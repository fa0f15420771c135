//! Mentor review model

use chrono::{DateTime, Utc};
use serde::{Deserialize, Serialize};

/// Minimum comment length accepted by the review form
pub const MIN_COMMENT_LENGTH: usize = 10;

/// Rating a reviewer gives when they have not picked anything yet
pub const DEFAULT_RATING: i32 = 5;

/// A review left by a user on a mentor. Each (mentor, user) pair holds at
/// most one review; resubmitting updates the existing row.
#[derive(Debug, Clone, Serialize, Deserialize)]
pub struct Review {
    pub id: i64,
    pub mentor_id: i64,
    pub user_id: i64,
    /// Star rating, 1 to 5
    pub rating: i32,
    pub comment: String,
    pub created_at: DateTime<Utc>,
    pub updated_at: DateTime<Utc>,
}

/// Input for submitting (inserting or updating) a review
#[derive(Debug, Clone, Deserialize)]
pub struct SubmitReviewInput {
    pub rating: i32,
    pub comment: String,
}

--

PROBLEM TO WORK ON: Which lines hold the word "DateTime"? Return all of them from the records above.

TASK RESPONSE:
use chrono::{DateTime, Utc};
    pub created_at: DateTime<Utc>,
    pub updated_at: DateTime<Utc>,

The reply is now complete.